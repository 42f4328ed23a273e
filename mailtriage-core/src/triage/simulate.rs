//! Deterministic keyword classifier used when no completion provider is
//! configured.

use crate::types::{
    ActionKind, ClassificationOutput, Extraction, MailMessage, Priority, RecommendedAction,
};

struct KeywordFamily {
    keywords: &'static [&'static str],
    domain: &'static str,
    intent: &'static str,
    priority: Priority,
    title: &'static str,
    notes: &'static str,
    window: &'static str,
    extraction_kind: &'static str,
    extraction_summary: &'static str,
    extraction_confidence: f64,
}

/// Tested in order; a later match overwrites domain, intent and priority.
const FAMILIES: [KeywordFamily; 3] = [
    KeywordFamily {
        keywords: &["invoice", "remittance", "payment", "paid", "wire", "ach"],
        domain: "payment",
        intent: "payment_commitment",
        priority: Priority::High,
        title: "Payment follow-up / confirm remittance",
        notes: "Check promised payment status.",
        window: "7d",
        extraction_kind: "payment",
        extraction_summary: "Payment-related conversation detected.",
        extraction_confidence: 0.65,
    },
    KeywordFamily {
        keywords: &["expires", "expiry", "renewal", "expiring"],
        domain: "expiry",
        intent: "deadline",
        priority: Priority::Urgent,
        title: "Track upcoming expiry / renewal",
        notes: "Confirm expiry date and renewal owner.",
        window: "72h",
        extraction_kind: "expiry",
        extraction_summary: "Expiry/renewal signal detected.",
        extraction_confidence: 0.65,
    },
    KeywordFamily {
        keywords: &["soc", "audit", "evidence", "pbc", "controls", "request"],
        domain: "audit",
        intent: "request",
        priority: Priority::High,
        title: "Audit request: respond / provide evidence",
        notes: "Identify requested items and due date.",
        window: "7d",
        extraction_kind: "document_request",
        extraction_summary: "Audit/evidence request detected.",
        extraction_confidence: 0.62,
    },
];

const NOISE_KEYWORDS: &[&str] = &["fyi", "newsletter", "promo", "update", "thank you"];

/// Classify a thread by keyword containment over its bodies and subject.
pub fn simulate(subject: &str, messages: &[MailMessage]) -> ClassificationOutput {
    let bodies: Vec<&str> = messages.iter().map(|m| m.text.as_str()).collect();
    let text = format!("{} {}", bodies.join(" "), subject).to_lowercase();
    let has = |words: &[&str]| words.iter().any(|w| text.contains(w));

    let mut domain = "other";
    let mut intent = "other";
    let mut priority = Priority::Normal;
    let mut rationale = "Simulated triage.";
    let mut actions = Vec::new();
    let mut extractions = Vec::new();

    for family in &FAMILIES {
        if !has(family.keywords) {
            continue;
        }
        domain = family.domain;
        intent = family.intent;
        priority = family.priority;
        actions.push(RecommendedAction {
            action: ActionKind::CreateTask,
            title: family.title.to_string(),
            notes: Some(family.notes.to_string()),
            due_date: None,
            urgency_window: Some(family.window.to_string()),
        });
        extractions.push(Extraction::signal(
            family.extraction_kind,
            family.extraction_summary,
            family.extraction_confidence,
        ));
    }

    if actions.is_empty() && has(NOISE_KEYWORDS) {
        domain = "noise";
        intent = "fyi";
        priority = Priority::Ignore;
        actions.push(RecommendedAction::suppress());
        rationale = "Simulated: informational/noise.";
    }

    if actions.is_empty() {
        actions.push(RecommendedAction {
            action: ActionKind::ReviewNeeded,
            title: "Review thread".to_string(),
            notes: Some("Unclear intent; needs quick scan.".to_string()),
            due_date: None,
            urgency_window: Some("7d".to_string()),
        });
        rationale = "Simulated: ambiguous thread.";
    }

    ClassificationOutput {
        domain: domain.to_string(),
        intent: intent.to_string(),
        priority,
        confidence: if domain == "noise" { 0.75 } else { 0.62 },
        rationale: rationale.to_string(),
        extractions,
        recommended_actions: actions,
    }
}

WHAT IS BEING ASKED> Once more, write down the full material exactly as it appears.

ANSWER BOX>
repository 42f4328ed23a273e
filename mailtriage-core/src/triage/simulate.rs
//! Deterministic keyword classifier used when no completion provider is
//! configured.

use crate::types::{
    ActionKind, ClassificationOutput, Extraction, MailMessage, Priority, RecommendedAction,
};

struct KeywordFamily {
    keywords: &'static [&'static str],
    domain: &'static str,
    intent: &'static str,
    priority: Priority,
    title: &'static str,
    notes: &'static str,
    window: &'static str,
    extraction_kind: &'static str,
    extraction_summary: &'static str,
    extraction_confidence: f64,
}

/// Tested in order; a later match overwrites domain, intent and priority.
const FAMILIES: [KeywordFamily; 3] = [
    KeywordFamily {
        keywords: &["invoice", "remittance", "payment", "paid", "wire", "ach"],
        domain: "payment",
        intent: "payment_commitment",
        priority: Priority::High,
        title: "Payment follow-up / confirm remittance",
        notes: "Check promised payment status.",
        window: "7d",
        extraction_kind: "payment",
        extraction_summary: "Payment-related conversation detected.",
        extraction_confidence: 0.65,
    },
    KeywordFamily {
        keywords: &["expires", "expiry", "renewal", "expiring"],
        domain: "expiry",
        intent: "deadline",
        priority: Priority::Urgent,
        title: "Track upcoming expiry / renewal",
        notes: "Confirm expiry date and renewal owner.",
        window: "72h",
        extraction_kind: "expiry",
        extraction_summary: "Expiry/renewal signal detected.",
        extraction_confidence: 0.65,
    },
    KeywordFamily {
        keywords: &["soc", "audit", "evidence", "pbc", "controls", "request"],
        domain: "audit",
        intent: "request",
        priority: Priority::High,
        title: "Audit request: respond / provide evidence",
        notes: "Identify requested items and due date.",
        window: "7d",
        extraction_kind: "document_request",
        extraction_summary: "Audit/evidence request detected.",
        extraction_confidence: 0.62,
    },
];

const NOISE_KEYWORDS: &[&str] = &["fyi", "newsletter", "promo", "update", "thank you"];

/// Classify a thread by keyword containment over its bodies and subject.
pub fn simulate(subject: &str, messages: &[MailMessage]) -> ClassificationOutput {
    let bodies: Vec<&str> = messages.iter().map(|m| m.text.as_str()).collect();
    let text = format!("{} {}", bodies.join(" "), subject).to_lowercase();
    let has = |words: &[&str]| words.iter().any(|w| text.contains(w));

    let mut domain = "other";
    let mut intent = "other";
    let mut priority = Priority::Normal;
    let mut rationale = "Simulated triage.";
    let mut actions = Vec::new();
    let mut extractions = Vec::new();

    for family in &FAMILIES {
        if !has(family.keywords) {
            continue;
        }
        domain = family.domain;
        intent = family.intent;
        priority = family.priority;
        actions.push(RecommendedAction {
            action: ActionKind::CreateTask,
            title: family.title.to_string(),
            notes: Some(family.notes.to_string()),
            due_date: None,
            urgency_window: Some(family.window.to_string()),
        });
        extractions.push(Extraction::signal(
            family.extraction_kind,
            family.extraction_summary,
            family.extraction_confidence,
        ));
    }

    if actions.is_empty() && has(NOISE_KEYWORDS) {
        domain = "noise";
        intent = "fyi";
        priority = Priority::Ignore;
        actions.push(RecommendedAction::suppress());
        rationale = "Simulated: informational/noise.";
    }

    if actions.is_empty() {
        actions.push(RecommendedAction {
            action: ActionKind::ReviewNeeded,
            title: "Review thread".to_string(),
            notes: Some("Unclear intent; needs quick scan.".to_string()),
            due_date: None,
            urgency_window: Some("7d".to_string()),
        });
        rationale = "Simulated: ambiguous thread.";
    }

    ClassificationOutput {
        domain: domain.to_string(),
        intent: intent.to_string(),
        priority,
        confidence: if domain == "noise" { 0.75 } else { 0.62 },
        rationale: rationale.to_string(),
        extractions,
        recommended_actions: actions,
    }
}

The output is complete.